BEIJING, Aug. 28 (Xinhuanet) -- Researchers have identified a brain chemical that is involved in controlling appetite and obesity -- a finding that could lead to develop treatments to help people with obesity, according to Thursday's New England Journal of Medicine.
Brain-derived neurotrophic factor (BDNF) was pointed to be important in energy homeostasis in animal, as it helps regulate appetite and weight, but little was known about its role in energy balance in humans.
Previous studies have found that heterozygous, variably sized, contiguous gene deletions cause the Wilms' tumor, aniridia, genitourinary anomalies, and mental retardation (WAGR) syndrome. Hyperphagia and obesity were observed in a subgroup of patients with the WAGR syndrome.
Researchers hypothesized that the subphenotype of obesity in the WAGR syndrome is attributable to deletions that induce haploinsufficiency of BDNF.
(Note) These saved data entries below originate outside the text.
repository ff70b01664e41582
//! Display-only rounding. Nothing formatted here is fed back into stored values.

use rust_decimal::{Decimal, RoundingStrategy};
use rust_decimal_macros::dec;
use valeri_core::{Currency, Money, Rate, Years};

/// Round half away from zero and pad to `dp` places.
pub fn fixed(value: Decimal, dp: u32) -> String {
    let rounded = value.round_dp_with_strategy(dp, RoundingStrategy::MidpointAwayFromZero);
    format!("{:.*}", dp as usize, rounded)
}

/// Whole-unit amount in German grouping, e.g. `-6.759 €`.
pub fn currency_whole(amount: Money, currency: Currency) -> String {
    let rounded = amount.round_dp_with_strategy(0, RoundingStrategy::MidpointAwayFromZero);
    let digits = rounded.abs().trunc().to_string();

    let mut grouped = String::with_capacity(digits.len() + digits.len() / 3);
    for (i, ch) in digits.chars().enumerate() {
        if i > 0 && (digits.len() - i) % 3 == 0 {
            grouped.push('.');
        }
        grouped.push(ch);
    }

    let sign = if rounded.is_sign_negative() && !rounded.is_zero() {
        "-"
    } else {
        ""
    };
    format!("{sign}{grouped} {}", currency.symbol())
}

/// `4.3 Years`, or `> 15 Years` when the lifetime ends before payback.
pub fn payback(period: Option<Years>, lifetime: u32) -> String {
    match period {
        Some(years) => format!("{} Years", fixed(years, 1)),
        None => format!("> {lifetime} Years"),
    }
}

/// Fraction shown as a percentage with two decimals, e.g. `5.20%`.
pub fn percent(rate: Rate) -> String {
    format!("{}%", fixed(rate * dec!(100), 2))
}

#[cfg(test)]
mod tests {
    use super::*;

    #[test]
    fn test_currency_grouping() {
        assert_eq!(currency_whole(dec!(-6758.5033), Currency::EUR), "-6.759 €");
        assert_eq!(currency_whole(dec!(1234567.4), Currency::EUR), "1.234.567 €");
        assert_eq!(currency_whole(dec!(999.49), Currency::CHF), "999 CHF");
        assert_eq!(currency_whole(dec!(-0.4), Currency::EUR), "0 €");
    }

    #[test]
    fn test_payback_text() {
        assert_eq!(payback(Some(dec!(4.2633)), 10), "4.3 Years");
        assert_eq!(payback(Some(Decimal::ZERO), 10), "0.0 Years");
        assert_eq!(payback(None, 15), "> 15 Years");
    }

    #[test]
    fn test_percent_text() {
        assert_eq!(percent(dec!(0.052)), "5.20%");
        assert_eq!(percent(dec!(0.06645)), "6.65%");
    }

    #[test]
    fn test_fixed_pads() {
        assert_eq!(fixed(dec!(306), 2), "306.00");
        assert_eq!(fixed(dec!(0.30600001), 4), "0.3060");
    }
}
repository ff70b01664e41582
pub mod analysis;
pub mod projection;
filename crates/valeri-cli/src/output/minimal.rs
use serde_json::Value;

use crate::output::{classify, ResultShape};

/// Print just the key answer: per-case NPV for an analysis, NPV for a
/// schedule, otherwise the first well-known field.
pub fn print_minimal(value: &Value) {
    let result_obj = value
        .as_object()
        .and_then(|m| m.get("result"))
        .unwrap_or(value);

    match classify(result_obj) {
        ResultShape::Analysis(analysis) => {
            for (case, result) in analysis.cases.iter() {
                println!("{case}: {}", result.net_present_value);
            }
            return;
        }
        ResultShape::Schedule(schedule) => {
            println!("{}", schedule.net_present_value);
            return;
        }
        ResultShape::Other => {}
    }

    let priority_keys = ["wacc", "netPresentValue", "paybackPeriodYears"];

    if let Value::Object(map) = result_obj {
        for key in &priority_keys {
            if let Some(val) = map.get(*key) {
                if !val.is_null() {
                    println!("{}", format_minimal(val));
                    return;
                }
            }
        }

        if let Some((key, val)) = map.iter().next() {
            println!("{}: {}", key, format_minimal(val));
            return;
        }
    }

    println!("{}", format_minimal(result_obj));
}

fn format_minimal(value: &Value) -> String {
    match value {
        Value::String(s) => s.clone(),
        Value::Number(n) => n.to_string(),
        Value::Bool(b) => b.to_string(),
        Value::Null => "null".to_string(),
        _ => serde_json::to_string(value).unwrap_or_default(),
    }
}
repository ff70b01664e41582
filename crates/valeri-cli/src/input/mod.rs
pub mod file;
pub mod stdin;
//! YAML serialization support using serde-saphyr.
//!
//! Fragments are always written as YAML, whatever format the source document used.
//!
//! # Example
//!
//! ```rust
//! use split_openapi_core::ToYaml;
//!
//! # fn main() -> Result<(), split_openapi_core::YamlError> {
//! let info = serde_json::json!({ "title": "Weather", "version": "v1" });
//! let yaml = info.to_yaml()?;
//!
//! assert_eq!(yaml, "title: Weather\nversion: v1\n");
//! # Ok(())
//! # }
//! ```

use serde::Serialize;

/// Error type for YAML serialization operations.
pub type YamlError = serde_saphyr::ser_error::Error;

/// Extension trait for serializing types to YAML.
///
/// This trait is implemented for all types that implement [`Serialize`].
pub trait ToYaml: Serialize + Sized {
    /// Serializes this value to a YAML string.
    ///
    /// # Errors
    ///
    /// Returns a [`YamlError`] if serialization fails.
    fn to_yaml(&self) -> Result<String, YamlError> {
        serde_saphyr::to_string(self)
    }
}

impl<T: Serialize + Sized> ToYaml for T {}
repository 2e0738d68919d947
use std::path::PathBuf;

use crate::config::SpecFormat;
use crate::yaml::YamlError;

/// Errors that can occur while acquiring, parsing, or splitting a specification.
///
/// Every variant aborts the run: there is no partial-success continuation across stages,
/// and a failed fragment write stops the remaining writes.
#[derive(Debug, derive_more::Error, derive_more::Display, derive_more::From)]
pub enum SplitError {
    /// The input specification file does not exist.
    #[display("specification file not found: {}", path.display())]
    #[from(skip)]
    NotFound {
        /// The missing file.
        path: PathBuf,
    },

    /// The external specification generator could not be launched or exited with a failure.
    #[display("external tool `{command}` failed ({}): {stderr}", describe_exit(*code))]
    #[from(skip)]
    ExternalTool {
        /// The command line that was run.
        command: String,
        /// Exit code, `None` when the process could not be spawned or was killed by a signal.
        code: Option<i32>,
        /// Captured standard error (or the spawn error message).
        stderr: String,
    },

    /// The HTTP fetch failed: connection error, timeout, or non-2xx status.
    #[display("failed to fetch {url}{}: {reason}", describe_status(*status))]
    #[from(skip)]
    Network {
        /// The requested URL.
        url: String,
        /// HTTP status code, when a response was received.
        status: Option<u16>,
        /// Human-readable failure description.
        reason: String,
    },

    /// The document is not valid JSON or YAML.
    #[display("invalid {format} document{}: {message}", describe_location(*location))]
    #[from(skip)]
    Parse {
        /// The format the document was decoded as.
        format: SpecFormat,
        /// The decoder message.
        message: String,
        /// Position of the error when the decoder reports one.
        location: Option<Location>,
    },

    /// Reading a file, creating the output directory, or writing a fragment failed.
    #[display("I/O error on {}: {source}", path.display())]
    #[from(skip)]
    Io {
        /// The file or directory involved.
        path: PathBuf,
        /// The underlying error.
        source: std::io::Error,
    },

    /// A fragment could not be serialized to YAML.
    #[display("YAML serialization error: {_0}")]
    Yaml(YamlError),

    /// The environment tag cannot be used as an output directory name.
    #[display("invalid environment '{value}': {reason}")]
    #[from(skip)]
    InvalidEnvironment {
        /// The rejected value.
        value: String,
        /// Why it was rejected.
        reason: &'static str,
    },

    /// Two paths normalize to the same fragment file and collisions are not allowed.
    #[display("paths '{first}' and '{second}' both map to {}", file.display())]
    #[from(skip)]
    PathCollision {
        /// The shared fragment file name.
        file: PathBuf,
        /// The earlier path in document order.
        first: String,
        /// The later path in document order.
        second: String,
    },
}

impl SplitError {
    pub(crate) fn io(path: impl Into<PathBuf>, source: std::io::Error) -> Self {
        Self::Io {
            path: path.into(),
            source,
        }
    }
}

/// Line and column of a parse error, both 1-based.
#[derive(Debug, Clone, Copy, PartialEq, Eq, derive_more::Display)]
#[display("line {line}, column {column}")]
pub struct Location {
    /// 1-based line.
    pub line: usize,
    /// 1-based column.
    pub column: usize,
}

fn describe_exit(code: Option<i32>) -> String {
    code.map_or_else(|| "no exit code".to_owned(), |code| format!("exit code {code}"))
}

fn describe_status(status: Option<u16>) -> String {
    status.map(|status| format!(" (HTTP {status})")).unwrap_or_default()
}

fn describe_location(location: Option<Location>) -> String {
    location
        .map(|location| format!(" at {location}"))
        .unwrap_or_default()
}

#[cfg(test)]
mod tests {
    use super::*;

    #[test]
    fn should_display_external_tool_error() {
        let error = SplitError::ExternalTool {
            command: "dotnet swagger tofile".to_owned(),
            code: Some(1),
            stderr: "assembly not found".to_owned(),
        };

        assert_eq!(
            error.to_string(),
            "external tool `dotnet swagger tofile` failed (exit code 1): assembly not found"
        );

        let error = SplitError::ExternalTool {
            command: "missing-tool".to_owned(),
            code: None,
            stderr: "No such file or directory".to_owned(),
        };
        assert_eq!(
            error.to_string(),
            "external tool `missing-tool` failed (no exit code): No such file or directory"
        );
    }

    #[test]
    fn should_display_network_error_with_status() {
        let error = SplitError::Network {
            url: "http://localhost:5000/swagger/v1/swagger.json".to_owned(),
            status: Some(503),
            reason: "Service Unavailable".to_owned(),
        };

        assert_eq!(
            error.to_string(),
            "failed to fetch http://localhost:5000/swagger/v1/swagger.json (HTTP 503): Service Unavailable"
        );
    }

    #[test]
    fn should_display_parse_error_location() {
        let error = SplitError::Parse {
            format: SpecFormat::Json,
            message: "expected value".to_owned(),
            location: Some(Location { line: 3, column: 7 }),
        };

        assert_eq!(
            error.to_string(),
            "invalid JSON document at line 3, column 7: expected value"
        );
    }

    #[test]
    fn should_keep_io_source() {
        let source = std::io::Error::new(std::io::ErrorKind::PermissionDenied, "Access denied");
        let error = SplitError::io("output/qa", source);

        let source = std::error::Error::source(&error).expect("should have a source");
        assert_eq!(source.to_string(), "Access denied");
    }

    #[test]
    fn should_be_send_and_sync() {
        fn assert_error_traits<T>(_: &T)
        where
            T: std::error::Error + Send + Sync + 'static,
        {
        }

        let error = SplitError::NotFound {
            path: PathBuf::from("swagger.yaml"),
        };
        assert_error_traits(&error);
    }
}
They studied the relationship between genotype and body-mass index (BMI) in 33 patients with the WAGR syndrome. Among them, BDNF haploinsufficiency was associated with lower levels of serum BDNF and with childhood-onset obesity.
Normally a person has two copies of the gene that controls BDNF. But the researchers found that most of the WAGR syndrome patients -- 19 of them -- were missing one copy of the gene, and thus had low blood levels of BDNF.
Every one of the 19 was obese by age 10 and had a strong tendency to overeat. The 14 other people who had two working copies of the gene were no more likely than the general population to be obese or overeat.
This strongly suggests BDNF is important for energy homeostasis in humans. Thus, BDNF was add to the understanding of factors underpinning obesity, they said.